Task requirements:
Quote the listing below word for word, stopping after the line that contains "or watch-region geometry.".

Data extract:
:::::

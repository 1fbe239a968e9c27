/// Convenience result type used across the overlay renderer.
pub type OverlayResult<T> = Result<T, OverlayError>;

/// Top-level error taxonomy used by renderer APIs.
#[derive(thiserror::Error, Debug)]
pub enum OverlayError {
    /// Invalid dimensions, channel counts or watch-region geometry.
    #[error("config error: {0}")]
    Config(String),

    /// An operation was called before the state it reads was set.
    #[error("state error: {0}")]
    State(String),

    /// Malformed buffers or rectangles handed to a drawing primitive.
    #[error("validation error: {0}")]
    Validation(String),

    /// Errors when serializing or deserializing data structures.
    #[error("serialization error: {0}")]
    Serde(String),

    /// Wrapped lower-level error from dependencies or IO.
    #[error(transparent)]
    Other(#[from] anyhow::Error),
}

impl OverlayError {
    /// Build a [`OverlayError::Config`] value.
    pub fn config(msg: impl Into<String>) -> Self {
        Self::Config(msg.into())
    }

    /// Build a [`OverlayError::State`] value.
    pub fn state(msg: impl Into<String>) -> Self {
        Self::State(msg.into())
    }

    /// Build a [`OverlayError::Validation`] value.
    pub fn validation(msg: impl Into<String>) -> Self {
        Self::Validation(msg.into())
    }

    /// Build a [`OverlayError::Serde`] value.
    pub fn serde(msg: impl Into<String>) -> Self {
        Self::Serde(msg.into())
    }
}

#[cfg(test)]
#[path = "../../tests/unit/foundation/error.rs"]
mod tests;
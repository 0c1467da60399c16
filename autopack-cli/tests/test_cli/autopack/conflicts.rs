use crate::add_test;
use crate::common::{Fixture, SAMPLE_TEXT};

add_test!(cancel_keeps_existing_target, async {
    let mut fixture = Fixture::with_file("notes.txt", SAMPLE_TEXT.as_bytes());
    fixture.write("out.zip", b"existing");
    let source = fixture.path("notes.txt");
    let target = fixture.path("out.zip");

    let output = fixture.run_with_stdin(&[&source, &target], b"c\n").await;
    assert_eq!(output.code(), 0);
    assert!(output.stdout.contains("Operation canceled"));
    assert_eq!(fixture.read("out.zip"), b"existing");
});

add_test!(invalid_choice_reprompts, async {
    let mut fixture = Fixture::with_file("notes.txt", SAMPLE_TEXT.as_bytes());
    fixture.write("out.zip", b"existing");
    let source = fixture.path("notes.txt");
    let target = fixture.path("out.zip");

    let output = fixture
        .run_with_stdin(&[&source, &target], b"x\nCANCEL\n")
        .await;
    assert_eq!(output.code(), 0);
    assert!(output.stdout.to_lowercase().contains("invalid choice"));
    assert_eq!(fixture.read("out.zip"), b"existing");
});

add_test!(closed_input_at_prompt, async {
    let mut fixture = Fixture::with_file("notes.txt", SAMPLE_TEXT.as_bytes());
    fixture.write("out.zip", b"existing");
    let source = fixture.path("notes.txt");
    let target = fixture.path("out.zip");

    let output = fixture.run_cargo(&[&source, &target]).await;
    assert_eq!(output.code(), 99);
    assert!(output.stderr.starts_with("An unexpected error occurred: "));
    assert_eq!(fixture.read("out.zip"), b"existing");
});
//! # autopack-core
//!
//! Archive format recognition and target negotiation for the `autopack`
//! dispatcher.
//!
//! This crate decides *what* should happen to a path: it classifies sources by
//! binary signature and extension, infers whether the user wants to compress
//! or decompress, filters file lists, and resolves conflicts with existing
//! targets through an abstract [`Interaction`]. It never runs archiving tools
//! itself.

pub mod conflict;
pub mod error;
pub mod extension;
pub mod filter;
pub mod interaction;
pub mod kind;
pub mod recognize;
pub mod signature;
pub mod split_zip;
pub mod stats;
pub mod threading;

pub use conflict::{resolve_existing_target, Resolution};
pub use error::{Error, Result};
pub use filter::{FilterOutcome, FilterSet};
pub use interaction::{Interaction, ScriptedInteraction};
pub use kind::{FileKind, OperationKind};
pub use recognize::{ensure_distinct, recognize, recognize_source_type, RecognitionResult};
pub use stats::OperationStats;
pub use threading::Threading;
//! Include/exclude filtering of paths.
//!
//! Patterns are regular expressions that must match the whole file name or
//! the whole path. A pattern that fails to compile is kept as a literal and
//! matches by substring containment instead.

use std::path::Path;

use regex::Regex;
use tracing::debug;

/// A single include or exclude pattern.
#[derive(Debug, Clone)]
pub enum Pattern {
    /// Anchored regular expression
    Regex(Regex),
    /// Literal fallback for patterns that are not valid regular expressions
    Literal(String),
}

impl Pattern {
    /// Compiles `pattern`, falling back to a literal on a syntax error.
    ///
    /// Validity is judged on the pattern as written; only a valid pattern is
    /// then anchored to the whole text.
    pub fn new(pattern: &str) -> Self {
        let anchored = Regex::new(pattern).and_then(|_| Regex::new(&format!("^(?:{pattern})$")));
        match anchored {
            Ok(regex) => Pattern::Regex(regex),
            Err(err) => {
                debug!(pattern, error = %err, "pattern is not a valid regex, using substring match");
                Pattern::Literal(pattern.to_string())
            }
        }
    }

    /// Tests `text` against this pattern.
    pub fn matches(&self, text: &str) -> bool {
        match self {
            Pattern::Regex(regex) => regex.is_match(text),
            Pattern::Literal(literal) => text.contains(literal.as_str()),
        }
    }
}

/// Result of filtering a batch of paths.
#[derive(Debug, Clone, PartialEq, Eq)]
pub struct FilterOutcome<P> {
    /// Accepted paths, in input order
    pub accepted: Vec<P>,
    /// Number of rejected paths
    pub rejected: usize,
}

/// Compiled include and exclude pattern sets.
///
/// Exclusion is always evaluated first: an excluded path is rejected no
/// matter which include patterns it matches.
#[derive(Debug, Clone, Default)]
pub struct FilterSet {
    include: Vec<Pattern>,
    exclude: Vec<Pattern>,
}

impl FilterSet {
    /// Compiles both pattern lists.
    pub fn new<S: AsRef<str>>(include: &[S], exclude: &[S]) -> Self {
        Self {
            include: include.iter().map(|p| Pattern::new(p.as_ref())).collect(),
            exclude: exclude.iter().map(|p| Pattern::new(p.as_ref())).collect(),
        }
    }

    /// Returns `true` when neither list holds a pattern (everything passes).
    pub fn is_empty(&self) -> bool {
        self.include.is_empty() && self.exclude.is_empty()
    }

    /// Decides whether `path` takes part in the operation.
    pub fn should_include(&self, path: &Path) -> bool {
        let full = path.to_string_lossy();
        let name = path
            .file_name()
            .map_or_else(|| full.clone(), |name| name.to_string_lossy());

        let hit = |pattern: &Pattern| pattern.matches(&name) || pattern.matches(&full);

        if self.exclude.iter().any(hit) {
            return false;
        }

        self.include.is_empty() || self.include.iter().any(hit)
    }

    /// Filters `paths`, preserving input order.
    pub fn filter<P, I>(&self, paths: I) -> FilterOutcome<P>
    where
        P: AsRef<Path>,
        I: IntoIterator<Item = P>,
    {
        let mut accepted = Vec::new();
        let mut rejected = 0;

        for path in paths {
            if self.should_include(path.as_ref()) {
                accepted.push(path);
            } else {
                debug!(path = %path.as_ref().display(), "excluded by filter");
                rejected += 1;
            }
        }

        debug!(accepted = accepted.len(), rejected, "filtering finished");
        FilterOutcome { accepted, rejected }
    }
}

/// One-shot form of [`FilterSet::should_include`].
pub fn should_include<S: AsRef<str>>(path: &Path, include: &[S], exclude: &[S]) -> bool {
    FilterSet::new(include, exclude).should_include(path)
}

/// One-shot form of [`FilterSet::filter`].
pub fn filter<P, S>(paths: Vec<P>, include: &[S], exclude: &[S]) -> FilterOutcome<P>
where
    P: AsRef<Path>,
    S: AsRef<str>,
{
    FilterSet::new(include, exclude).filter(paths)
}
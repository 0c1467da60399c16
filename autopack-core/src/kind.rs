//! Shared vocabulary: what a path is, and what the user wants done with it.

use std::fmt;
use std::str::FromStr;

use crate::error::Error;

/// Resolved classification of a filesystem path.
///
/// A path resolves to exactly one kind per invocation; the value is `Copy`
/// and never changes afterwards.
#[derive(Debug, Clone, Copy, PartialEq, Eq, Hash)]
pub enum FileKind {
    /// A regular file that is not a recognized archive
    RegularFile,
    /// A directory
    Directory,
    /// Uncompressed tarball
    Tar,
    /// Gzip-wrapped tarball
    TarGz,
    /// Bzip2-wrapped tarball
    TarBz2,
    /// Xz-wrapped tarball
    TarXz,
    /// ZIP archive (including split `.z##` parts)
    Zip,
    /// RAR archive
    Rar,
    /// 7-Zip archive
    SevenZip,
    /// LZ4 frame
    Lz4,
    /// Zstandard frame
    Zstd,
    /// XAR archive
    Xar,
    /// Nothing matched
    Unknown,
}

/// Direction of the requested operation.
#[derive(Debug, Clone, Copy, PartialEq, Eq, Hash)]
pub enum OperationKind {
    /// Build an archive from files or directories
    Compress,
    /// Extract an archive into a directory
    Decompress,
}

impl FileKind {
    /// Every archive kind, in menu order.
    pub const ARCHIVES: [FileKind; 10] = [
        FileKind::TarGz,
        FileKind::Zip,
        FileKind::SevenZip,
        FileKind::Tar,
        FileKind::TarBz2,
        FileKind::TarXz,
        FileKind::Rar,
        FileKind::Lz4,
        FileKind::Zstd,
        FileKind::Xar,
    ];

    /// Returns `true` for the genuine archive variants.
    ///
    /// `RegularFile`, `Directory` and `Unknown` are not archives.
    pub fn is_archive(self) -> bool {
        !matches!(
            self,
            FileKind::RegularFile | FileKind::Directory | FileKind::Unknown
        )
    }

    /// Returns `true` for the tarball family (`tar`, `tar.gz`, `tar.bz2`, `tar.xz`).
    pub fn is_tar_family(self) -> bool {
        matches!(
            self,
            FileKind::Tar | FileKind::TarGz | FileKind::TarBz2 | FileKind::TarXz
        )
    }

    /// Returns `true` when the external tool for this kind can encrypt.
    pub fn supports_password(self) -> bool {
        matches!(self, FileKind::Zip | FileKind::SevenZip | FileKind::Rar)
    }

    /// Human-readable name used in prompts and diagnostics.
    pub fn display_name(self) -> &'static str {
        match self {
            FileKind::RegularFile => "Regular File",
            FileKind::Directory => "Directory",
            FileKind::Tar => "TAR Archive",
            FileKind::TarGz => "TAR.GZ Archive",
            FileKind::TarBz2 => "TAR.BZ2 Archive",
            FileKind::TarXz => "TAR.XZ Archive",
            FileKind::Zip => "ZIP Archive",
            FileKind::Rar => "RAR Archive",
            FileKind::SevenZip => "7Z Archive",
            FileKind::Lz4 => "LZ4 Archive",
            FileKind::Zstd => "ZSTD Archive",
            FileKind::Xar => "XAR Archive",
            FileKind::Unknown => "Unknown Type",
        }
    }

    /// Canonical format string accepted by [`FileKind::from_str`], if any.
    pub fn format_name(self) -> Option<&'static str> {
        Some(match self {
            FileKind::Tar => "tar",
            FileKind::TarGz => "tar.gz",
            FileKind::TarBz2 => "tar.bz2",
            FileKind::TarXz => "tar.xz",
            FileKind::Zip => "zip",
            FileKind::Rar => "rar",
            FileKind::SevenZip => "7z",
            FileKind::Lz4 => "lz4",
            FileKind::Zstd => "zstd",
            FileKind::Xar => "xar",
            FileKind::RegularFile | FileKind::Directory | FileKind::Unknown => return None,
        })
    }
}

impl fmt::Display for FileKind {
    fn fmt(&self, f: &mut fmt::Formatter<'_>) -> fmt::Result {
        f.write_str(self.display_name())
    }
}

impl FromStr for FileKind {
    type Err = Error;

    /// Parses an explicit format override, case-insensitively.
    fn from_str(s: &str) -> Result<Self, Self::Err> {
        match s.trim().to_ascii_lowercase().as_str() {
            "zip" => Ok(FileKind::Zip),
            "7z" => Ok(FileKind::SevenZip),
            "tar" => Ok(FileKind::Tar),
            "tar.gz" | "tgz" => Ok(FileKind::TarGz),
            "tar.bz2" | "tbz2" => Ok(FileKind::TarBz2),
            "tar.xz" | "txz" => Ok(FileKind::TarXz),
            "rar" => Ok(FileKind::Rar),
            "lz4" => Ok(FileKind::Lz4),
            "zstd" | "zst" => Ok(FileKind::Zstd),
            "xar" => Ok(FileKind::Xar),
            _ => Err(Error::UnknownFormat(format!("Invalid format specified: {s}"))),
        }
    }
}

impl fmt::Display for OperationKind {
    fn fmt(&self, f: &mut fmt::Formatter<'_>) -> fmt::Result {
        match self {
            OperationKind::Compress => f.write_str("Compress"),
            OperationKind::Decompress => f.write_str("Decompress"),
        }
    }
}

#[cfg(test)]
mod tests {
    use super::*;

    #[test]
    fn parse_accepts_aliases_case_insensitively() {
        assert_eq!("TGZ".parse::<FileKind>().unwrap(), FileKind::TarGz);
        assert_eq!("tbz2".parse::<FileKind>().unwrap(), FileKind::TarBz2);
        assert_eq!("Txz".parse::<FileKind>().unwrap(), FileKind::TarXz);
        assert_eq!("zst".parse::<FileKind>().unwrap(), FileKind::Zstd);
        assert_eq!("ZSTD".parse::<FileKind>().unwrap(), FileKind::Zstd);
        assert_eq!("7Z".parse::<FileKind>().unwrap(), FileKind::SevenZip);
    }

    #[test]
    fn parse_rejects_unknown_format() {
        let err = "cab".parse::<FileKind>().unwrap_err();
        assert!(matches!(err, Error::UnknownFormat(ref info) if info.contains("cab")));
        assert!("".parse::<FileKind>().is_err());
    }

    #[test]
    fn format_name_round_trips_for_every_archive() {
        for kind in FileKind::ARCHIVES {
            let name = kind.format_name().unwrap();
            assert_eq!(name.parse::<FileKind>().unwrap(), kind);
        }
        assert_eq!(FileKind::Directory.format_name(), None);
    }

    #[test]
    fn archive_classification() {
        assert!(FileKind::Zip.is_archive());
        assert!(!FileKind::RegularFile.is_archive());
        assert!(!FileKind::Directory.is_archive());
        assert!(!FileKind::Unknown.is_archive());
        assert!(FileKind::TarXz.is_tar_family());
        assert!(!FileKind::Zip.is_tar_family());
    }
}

:::::

Answer space:
repository 1fbe239a968e9c27
/// Convenience result type used across the overlay renderer.
pub type OverlayResult<T> = Result<T, OverlayError>;

/// Top-level error taxonomy used by renderer APIs.
#[derive(thiserror::Error, Debug)]
pub enum OverlayError {
    /// Invalid dimensions, channel counts or watch-region geometry.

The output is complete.